From the listing below, extract each line containing the string "Herbert".

Data for this task ::
►

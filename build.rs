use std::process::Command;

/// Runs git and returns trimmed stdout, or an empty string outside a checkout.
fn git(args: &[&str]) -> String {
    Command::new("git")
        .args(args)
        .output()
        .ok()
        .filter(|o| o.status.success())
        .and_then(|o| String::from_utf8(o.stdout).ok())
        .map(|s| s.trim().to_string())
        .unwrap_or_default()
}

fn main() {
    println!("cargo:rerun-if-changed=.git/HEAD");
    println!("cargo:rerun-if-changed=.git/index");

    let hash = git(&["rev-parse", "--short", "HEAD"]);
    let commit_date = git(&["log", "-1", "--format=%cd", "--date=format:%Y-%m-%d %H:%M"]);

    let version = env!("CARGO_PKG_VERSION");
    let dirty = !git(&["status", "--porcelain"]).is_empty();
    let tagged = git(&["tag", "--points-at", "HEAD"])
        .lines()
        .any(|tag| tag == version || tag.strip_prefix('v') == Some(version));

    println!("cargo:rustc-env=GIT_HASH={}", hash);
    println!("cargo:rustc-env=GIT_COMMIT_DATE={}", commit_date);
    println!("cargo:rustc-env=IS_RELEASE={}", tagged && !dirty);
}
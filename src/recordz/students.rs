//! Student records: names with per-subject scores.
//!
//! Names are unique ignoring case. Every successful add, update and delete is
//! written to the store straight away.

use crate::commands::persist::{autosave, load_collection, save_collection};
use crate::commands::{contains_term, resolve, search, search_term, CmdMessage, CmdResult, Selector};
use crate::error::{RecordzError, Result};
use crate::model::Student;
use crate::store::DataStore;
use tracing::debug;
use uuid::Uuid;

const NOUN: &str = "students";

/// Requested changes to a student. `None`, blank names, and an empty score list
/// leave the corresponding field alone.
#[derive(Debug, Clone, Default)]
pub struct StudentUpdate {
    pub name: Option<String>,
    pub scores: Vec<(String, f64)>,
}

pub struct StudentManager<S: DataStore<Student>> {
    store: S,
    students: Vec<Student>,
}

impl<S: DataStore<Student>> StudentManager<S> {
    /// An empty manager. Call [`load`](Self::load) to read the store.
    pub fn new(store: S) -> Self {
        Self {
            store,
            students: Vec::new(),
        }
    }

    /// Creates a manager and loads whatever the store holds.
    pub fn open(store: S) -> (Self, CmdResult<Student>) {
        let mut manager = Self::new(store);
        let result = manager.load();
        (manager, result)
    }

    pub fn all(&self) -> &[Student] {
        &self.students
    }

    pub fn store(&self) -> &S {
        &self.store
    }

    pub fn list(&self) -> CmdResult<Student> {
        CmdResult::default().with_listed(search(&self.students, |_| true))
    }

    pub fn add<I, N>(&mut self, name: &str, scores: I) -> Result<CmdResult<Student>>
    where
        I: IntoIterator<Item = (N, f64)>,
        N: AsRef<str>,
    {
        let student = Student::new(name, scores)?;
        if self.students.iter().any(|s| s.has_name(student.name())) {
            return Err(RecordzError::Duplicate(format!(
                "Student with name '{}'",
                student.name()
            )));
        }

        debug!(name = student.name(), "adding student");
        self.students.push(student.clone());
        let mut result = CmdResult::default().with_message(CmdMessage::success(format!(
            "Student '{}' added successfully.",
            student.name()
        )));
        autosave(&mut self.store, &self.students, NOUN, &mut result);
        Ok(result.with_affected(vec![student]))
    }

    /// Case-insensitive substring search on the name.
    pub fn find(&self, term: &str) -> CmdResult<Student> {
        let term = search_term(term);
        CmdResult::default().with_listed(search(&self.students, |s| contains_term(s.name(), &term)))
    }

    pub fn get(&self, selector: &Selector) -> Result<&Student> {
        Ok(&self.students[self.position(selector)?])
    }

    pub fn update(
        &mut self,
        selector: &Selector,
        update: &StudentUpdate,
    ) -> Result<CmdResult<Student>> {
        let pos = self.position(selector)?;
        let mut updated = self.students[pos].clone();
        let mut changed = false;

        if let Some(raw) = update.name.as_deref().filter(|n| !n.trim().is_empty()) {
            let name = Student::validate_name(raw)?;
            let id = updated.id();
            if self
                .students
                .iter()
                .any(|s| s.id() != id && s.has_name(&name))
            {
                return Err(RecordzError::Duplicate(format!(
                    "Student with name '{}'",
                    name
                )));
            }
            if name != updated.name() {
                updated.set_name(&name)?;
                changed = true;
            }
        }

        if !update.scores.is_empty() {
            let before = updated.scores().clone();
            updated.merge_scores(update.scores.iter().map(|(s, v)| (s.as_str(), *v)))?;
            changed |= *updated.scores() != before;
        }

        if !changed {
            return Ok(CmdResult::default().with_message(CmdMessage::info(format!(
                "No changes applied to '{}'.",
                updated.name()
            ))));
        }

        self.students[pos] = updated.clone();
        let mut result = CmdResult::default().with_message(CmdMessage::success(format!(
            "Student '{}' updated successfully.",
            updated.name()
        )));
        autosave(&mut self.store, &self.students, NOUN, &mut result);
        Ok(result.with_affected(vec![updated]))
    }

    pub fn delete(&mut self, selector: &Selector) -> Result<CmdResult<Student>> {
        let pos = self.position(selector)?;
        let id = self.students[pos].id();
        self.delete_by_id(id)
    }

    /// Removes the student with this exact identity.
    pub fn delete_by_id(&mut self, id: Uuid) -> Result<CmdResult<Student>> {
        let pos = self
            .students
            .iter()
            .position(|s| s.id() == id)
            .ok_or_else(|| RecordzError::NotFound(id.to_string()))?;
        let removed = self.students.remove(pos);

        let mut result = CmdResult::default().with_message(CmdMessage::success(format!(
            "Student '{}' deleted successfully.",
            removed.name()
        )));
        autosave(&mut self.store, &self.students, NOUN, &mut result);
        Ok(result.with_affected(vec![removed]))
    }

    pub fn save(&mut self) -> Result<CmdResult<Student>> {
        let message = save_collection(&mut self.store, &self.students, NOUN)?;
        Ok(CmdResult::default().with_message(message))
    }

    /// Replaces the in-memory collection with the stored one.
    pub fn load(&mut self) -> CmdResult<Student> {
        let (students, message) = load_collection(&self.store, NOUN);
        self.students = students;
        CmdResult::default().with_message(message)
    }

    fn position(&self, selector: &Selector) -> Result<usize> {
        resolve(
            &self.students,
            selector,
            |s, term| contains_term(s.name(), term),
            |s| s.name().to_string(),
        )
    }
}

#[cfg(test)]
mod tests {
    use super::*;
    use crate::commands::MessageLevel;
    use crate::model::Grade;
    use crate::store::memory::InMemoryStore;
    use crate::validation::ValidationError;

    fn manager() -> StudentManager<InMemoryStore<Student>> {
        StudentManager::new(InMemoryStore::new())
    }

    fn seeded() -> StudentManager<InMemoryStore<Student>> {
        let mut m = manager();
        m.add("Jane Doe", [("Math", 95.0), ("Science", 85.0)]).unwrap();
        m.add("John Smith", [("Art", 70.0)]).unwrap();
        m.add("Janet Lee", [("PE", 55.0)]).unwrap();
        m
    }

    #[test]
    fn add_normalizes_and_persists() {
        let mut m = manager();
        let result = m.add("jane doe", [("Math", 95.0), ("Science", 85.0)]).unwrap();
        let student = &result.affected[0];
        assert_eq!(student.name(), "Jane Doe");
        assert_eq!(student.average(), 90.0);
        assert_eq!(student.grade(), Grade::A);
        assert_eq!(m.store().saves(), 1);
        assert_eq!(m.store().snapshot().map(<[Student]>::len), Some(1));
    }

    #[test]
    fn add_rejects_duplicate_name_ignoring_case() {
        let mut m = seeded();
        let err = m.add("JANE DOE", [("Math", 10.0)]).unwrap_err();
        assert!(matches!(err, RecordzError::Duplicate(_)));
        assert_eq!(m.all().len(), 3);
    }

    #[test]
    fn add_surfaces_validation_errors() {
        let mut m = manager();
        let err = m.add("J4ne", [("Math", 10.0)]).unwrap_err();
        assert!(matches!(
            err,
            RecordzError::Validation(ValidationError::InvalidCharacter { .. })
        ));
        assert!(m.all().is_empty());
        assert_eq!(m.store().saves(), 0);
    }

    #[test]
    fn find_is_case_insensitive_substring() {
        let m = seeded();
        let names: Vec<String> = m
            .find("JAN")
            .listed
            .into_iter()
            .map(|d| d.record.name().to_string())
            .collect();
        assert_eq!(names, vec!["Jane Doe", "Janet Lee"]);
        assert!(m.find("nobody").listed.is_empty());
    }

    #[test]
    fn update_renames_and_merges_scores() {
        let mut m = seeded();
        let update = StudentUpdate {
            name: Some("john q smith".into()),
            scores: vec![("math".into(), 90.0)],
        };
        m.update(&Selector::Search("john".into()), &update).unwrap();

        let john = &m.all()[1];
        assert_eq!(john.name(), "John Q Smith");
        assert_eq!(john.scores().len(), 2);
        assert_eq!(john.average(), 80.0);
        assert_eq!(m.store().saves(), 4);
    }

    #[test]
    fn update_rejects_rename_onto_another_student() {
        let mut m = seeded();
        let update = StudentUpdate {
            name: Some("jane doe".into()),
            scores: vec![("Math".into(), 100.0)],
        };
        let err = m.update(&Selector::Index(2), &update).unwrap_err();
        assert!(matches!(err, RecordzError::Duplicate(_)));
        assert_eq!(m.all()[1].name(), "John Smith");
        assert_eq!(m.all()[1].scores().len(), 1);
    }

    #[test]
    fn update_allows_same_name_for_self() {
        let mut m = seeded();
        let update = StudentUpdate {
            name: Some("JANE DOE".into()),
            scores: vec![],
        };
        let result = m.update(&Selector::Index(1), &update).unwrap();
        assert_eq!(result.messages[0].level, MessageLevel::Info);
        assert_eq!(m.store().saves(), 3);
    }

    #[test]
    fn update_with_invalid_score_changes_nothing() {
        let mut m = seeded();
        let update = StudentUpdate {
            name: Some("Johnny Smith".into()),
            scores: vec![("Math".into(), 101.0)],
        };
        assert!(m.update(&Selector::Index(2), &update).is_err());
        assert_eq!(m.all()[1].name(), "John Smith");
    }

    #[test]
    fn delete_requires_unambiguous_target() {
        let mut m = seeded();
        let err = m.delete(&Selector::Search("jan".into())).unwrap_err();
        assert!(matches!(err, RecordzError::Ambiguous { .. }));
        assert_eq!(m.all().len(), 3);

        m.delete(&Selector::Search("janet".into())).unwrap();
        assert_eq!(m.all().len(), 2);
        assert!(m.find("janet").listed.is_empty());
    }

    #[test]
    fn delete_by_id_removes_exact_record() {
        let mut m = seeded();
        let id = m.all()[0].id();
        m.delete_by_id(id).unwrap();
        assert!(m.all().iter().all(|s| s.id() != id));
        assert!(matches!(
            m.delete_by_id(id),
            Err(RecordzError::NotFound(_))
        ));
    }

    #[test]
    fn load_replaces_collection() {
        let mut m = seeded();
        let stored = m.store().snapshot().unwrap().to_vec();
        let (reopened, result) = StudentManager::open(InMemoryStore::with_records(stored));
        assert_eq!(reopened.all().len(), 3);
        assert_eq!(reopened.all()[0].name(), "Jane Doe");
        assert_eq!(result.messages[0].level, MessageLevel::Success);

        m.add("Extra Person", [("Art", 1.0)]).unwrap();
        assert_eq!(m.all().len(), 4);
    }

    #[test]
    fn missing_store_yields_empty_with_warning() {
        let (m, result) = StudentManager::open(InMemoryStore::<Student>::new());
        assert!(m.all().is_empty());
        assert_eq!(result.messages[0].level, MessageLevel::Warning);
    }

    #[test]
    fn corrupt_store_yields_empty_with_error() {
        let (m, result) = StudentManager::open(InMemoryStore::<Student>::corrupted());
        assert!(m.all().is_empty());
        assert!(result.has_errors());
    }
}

◄
►

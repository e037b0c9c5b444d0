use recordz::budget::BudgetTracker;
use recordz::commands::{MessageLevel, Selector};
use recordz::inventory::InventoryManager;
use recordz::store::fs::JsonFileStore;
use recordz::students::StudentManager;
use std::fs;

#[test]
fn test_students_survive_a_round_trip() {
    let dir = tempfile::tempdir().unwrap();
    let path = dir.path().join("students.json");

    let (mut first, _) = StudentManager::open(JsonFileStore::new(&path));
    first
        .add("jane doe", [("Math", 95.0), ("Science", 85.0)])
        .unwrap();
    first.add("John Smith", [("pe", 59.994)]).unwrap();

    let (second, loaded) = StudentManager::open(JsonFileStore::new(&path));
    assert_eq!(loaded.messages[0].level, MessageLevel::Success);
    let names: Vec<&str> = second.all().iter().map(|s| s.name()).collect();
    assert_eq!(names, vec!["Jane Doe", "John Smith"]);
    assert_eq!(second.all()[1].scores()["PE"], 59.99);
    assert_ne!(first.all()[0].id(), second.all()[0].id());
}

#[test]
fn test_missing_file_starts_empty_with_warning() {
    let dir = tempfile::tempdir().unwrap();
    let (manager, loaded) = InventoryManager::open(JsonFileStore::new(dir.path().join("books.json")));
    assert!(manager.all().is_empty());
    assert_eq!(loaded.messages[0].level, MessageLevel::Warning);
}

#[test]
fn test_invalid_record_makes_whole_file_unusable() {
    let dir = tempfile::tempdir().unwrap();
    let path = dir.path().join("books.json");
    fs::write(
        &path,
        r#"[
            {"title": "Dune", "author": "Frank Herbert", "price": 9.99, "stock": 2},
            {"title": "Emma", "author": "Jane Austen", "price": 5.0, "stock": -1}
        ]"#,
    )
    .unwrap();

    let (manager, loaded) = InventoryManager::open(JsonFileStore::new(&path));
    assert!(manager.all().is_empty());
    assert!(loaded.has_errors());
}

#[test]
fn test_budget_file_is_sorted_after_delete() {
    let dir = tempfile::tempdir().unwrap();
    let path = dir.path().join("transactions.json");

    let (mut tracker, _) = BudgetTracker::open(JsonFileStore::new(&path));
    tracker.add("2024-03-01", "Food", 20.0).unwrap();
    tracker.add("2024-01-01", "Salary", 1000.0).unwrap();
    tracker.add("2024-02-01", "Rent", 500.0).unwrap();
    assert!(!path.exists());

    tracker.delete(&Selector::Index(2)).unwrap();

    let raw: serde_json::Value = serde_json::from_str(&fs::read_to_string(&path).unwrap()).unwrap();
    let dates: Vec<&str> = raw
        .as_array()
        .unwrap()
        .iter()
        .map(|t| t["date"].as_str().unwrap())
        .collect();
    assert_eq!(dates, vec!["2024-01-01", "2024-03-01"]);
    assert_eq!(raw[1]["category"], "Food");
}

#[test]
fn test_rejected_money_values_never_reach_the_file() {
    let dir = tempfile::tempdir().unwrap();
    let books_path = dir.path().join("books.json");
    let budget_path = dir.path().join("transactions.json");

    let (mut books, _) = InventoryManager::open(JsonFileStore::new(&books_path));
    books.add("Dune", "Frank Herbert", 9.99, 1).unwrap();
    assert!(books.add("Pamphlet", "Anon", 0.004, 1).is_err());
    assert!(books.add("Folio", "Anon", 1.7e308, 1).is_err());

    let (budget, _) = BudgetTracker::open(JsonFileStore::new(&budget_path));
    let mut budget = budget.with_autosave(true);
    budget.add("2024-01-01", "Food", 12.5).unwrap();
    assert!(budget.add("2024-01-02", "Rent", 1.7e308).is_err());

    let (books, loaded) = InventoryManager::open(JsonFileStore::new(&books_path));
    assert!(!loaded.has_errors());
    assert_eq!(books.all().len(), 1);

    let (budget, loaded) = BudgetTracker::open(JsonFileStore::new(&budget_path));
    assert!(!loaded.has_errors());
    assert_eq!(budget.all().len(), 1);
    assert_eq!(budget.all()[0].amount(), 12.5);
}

◄

Reply to the task ::
            {"title": "Dune", "author": "Frank Herbert", "price": 9.99, "stock": 2},
    books.add("Dune", "Frank Herbert", 9.99, 1).unwrap();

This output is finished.